Sometimes city agencies would respond. Usually, they wouldn't. In 2005, Aponte and a lawyer from Community Legal Services' Child Care Law Project pushed for the city to foreclose and take ownership of the rest of the property, so it could theoretically be transferred to her through a gift-property program.

But that never happened. Another lawyer suggested she just move in, city be damned. The guy charged for that stellar advice. Aponte smartly didn't follow it.

Or maybe it wasn't so smart, because more than a decade later, the eyesore still sits deteriorating and unsold in city inventory, and Aponte waits for the city to set a fair price.

She continues to run her childcare business from her cramped home in hopes that one day the city might remember it wants to support businesses in Philly, not squash them with its incompetency and bureaucracy.

First Aponte was told the fair market value was around $60,000. Then, after Councilwoman Maria Quinones- Sanchez stepped in, the Vacant Property Review Committee in 2009 commissioned a backdated appraisal and adjusted the price to $26,000.

After a new "Front Door" process went into effect in 2012 to more fairly price city-owned vacant properties, a new price was set at closer to $11,000.

Sanchez asked that Aponte be given the property for a nominal consideration with restrictions, considering how much money she'd have to sink into it to make it habitable, let alone a working day care.

They had high hopes when the request was again reviewed last month. But then the city came back with this doozy: The price was back up to $26,000, with a balloon mortgage - meaning that in five years, she'd have to pay the city the full amount or lose the property.

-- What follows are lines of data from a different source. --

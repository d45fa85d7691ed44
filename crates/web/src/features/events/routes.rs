use axum::{
    Router, middleware,
    routing::{delete, get, patch, post, put},
};

use super::handlers::{
    create_event, delete_event, get_event, get_event_stats, list_events, list_events_disabled,
    list_events_past, list_events_today, toggle_event, update_event,
};
use crate::app::AppState;
use crate::middleware::auth::{JwtKeys, require_auth};

pub fn routes(keys: JwtKeys) -> Router<AppState> {
    let protected = Router::new()
        .route("/", post(create_event))
        .route("/:id", put(update_event))
        .route("/:id", delete(delete_event))
        .route("/:id/toggle", patch(toggle_event))
        .route_layer(middleware::from_fn_with_state(keys, require_auth));

    Router::new()
        .route("/", get(list_events))
        .route("/today", get(list_events_today))
        .route("/past", get(list_events_past))
        .route("/disabled", get(list_events_disabled))
        .route("/:id", get(get_event))
        .route("/:id/stats", get(get_event_stats))
        .merge(protected)
}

That's right, after 11 years, Aponte was right back where she started.

"This is the reason we need a land bank and a transparent and accessible policy and process," Sanchez said. "The city messed up and even when we try to fix it, it turns into a bigger mess."

Paul Chrystie, director of communications for the city's Office of Housing and Community Development, wouldn't discuss Aponte's case in detail.

"Our goal is to find a way that is fair and equitable to everyone involved," he said. "We're always open to considering new information that would affect the price of a property."

Well, this isn't new information. But it should absolutely affect the price: In more than a decade, no one but Aponte has lined up to take on this disaster of a house that sits right next to a disaster of an abandoned factory - so how is $26,000 fair-market value?

Current city policies allow for a discount in this situation, Sanchez said. "This business - a small . . . business providing affordable child care - is exactly the type that the city, state and federal governments support and subsidize in various ways."

Already Aponte and her husband have shown that putting vacant city property into the hands of responsible owners as soon as possible doesn't just improve the neighborhood, but the city. They've cleaned up around the property and put up a fence around the whole structure - including the half the city owns - to keep vandals out.

"If anyone making this decision would go to the site, they would quickly see that we should be helping this woman, because whatever illusions they have about this property certainly doesn't match the reality," Quinones-Sanchez said.

I suggested a field trip with housing officials. I even offered to drive. But my offer was shot down.

Too bad, because if you want to fix bad city decisions, I have one suggestion: Make the paper pushers step away from their desks.